(Extracted data entries)
'''

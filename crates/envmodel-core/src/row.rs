//! Database row representation.

use crate::Result;
use crate::error::{Error, TypeError};
use crate::value::Value;
use std::collections::HashMap;
use std::sync::Arc;

/// Column metadata shared across all rows in a result set.
#[derive(Debug, Clone)]
pub struct ColumnInfo {
    /// Column names in order
    names: Vec<String>,
    /// Name -> index mapping for O(1) lookup
    name_to_index: HashMap<String, usize>,
}

impl ColumnInfo {
    /// Create new column info from a list of column names.
    pub fn new(names: Vec<String>) -> Self {
        let name_to_index = names
            .iter()
            .enumerate()
            .map(|(i, name)| (name.clone(), i))
            .collect();
        Self {
            names,
            name_to_index,
        }
    }

    /// Get the number of columns.
    pub fn len(&self) -> usize {
        self.names.len()
    }

    /// Check if there are no columns.
    pub fn is_empty(&self) -> bool {
        self.names.is_empty()
    }

    /// Get the index of a column by name.
    pub fn index_of(&self, name: &str) -> Option<usize> {
        self.name_to_index.get(name).copied()
    }

    /// Get all column names.
    pub fn names(&self) -> &[String] {
        &self.names
    }
}

/// A single row returned from a database query.
///
/// Column metadata is shared via `Arc` between rows of one result set.
#[derive(Debug, Clone)]
pub struct Row {
    values: Vec<Value>,
    columns: Arc<ColumnInfo>,
}

impl Row {
    /// Create a new row with the given columns and values.
    pub fn new(column_names: Vec<String>, values: Vec<Value>) -> Self {
        let columns = Arc::new(ColumnInfo::new(column_names));
        Self { values, columns }
    }

    /// Create a new row with shared column metadata.
    pub fn with_columns(columns: Arc<ColumnInfo>, values: Vec<Value>) -> Self {
        Self { values, columns }
    }

    /// Get the number of columns in this row.
    pub fn len(&self) -> usize {
        self.values.len()
    }

    /// Check if this row is empty.
    pub fn is_empty(&self) -> bool {
        self.values.is_empty()
    }

    /// Get a value by column index.
    pub fn get(&self, index: usize) -> Option<&Value> {
        self.values.get(index)
    }

    /// Get a value by column name.
    pub fn get_by_name(&self, name: &str) -> Option<&Value> {
        self.columns.index_of(name).and_then(|i| self.values.get(i))
    }

    /// Get a typed value by column name.
    #[allow(clippy::result_large_err)]
    pub fn get_named<T: FromValue>(&self, name: &str) -> Result<T> {
        let value = self.get_by_name(name).ok_or_else(|| {
            Error::Type(TypeError {
                expected: std::any::type_name::<T>(),
                actual: format!("column '{}' not found", name),
                column: Some(name.to_string()),
            })
        })?;
        T::from_value(value).map_err(|e| match e {
            Error::Type(mut te) => {
                te.column = Some(name.to_string());
                Error::Type(te)
            }
            e => e,
        })
    }

    /// Iterate over (column_name, value) pairs.
    pub fn iter(&self) -> impl Iterator<Item = (&str, &Value)> {
        self.columns
            .names()
            .iter()
            .map(String::as_str)
            .zip(self.values.iter())
    }
}

/// Trait for converting from a `Value` to a typed value.
pub trait FromValue: Sized {
    /// Convert from a Value, returning an error if the conversion fails.
    #[allow(clippy::result_large_err)]
    fn from_value(value: &Value) -> Result<Self>;
}

fn type_error(expected: &'static str, value: &Value) -> Error {
    Error::Type(TypeError {
        expected,
        actual: value.type_name().to_string(),
        column: None,
    })
}

impl FromValue for bool {
    fn from_value(value: &Value) -> Result<Self> {
        value.as_bool().ok_or_else(|| type_error("bool", value))
    }
}

impl FromValue for i64 {
    fn from_value(value: &Value) -> Result<Self> {
        value.as_i64().ok_or_else(|| type_error("i64", value))
    }
}

impl FromValue for f64 {
    fn from_value(value: &Value) -> Result<Self> {
        value.as_f64().ok_or_else(|| type_error("f64", value))
    }
}

impl FromValue for String {
    fn from_value(value: &Value) -> Result<Self> {
        value
            .as_str()
            .map(str::to_string)
            .ok_or_else(|| type_error("String", value))
    }
}

impl<T: FromValue> FromValue for Option<T> {
    fn from_value(value: &Value) -> Result<Self> {
        if value.is_null() {
            Ok(None)
        } else {
            T::from_value(value).map(Some)
        }
    }
}

impl FromValue for Value {
    fn from_value(value: &Value) -> Result<Self> {
        Ok(value.clone())
    }
}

'''

§ Directions
Please retype, with no changes, the lines that run from the first line of the entries to the line with "columns and values.", both ends included.

§ Solution below
filename crates/envmodel-core/src/row.rs
//! Database row representation.

use crate::Result;
use crate::error::{Error, TypeError};
use crate::value::Value;
use std::collections::HashMap;
use std::sync::Arc;

/// Column metadata shared across all rows in a result set.
#[derive(Debug, Clone)]
pub struct ColumnInfo {
    /// Column names in order
    names: Vec<String>,
    /// Name -> index mapping for O(1) lookup
    name_to_index: HashMap<String, usize>,
}

impl ColumnInfo {
    /// Create new column info from a list of column names.
    pub fn new(names: Vec<String>) -> Self {
        let name_to_index = names
            .iter()
            .enumerate()
            .map(|(i, name)| (name.clone(), i))
            .collect();
        Self {
            names,
            name_to_index,
        }
    }

    /// Get the number of columns.
    pub fn len(&self) -> usize {
        self.names.len()
    }

    /// Check if there are no columns.
    pub fn is_empty(&self) -> bool {
        self.names.is_empty()
    }

    /// Get the index of a column by name.
    pub fn index_of(&self, name: &str) -> Option<usize> {
        self.name_to_index.get(name).copied()
    }

    /// Get all column names.
    pub fn names(&self) -> &[String] {
        &self.names
    }
}

/// A single row returned from a database query.
///
/// Column metadata is shared via `Arc` between rows of one result set.
#[derive(Debug, Clone)]
pub struct Row {
    values: Vec<Value>,
    columns: Arc<ColumnInfo>,
}

impl Row {
    /// Create a new row with the given columns and values.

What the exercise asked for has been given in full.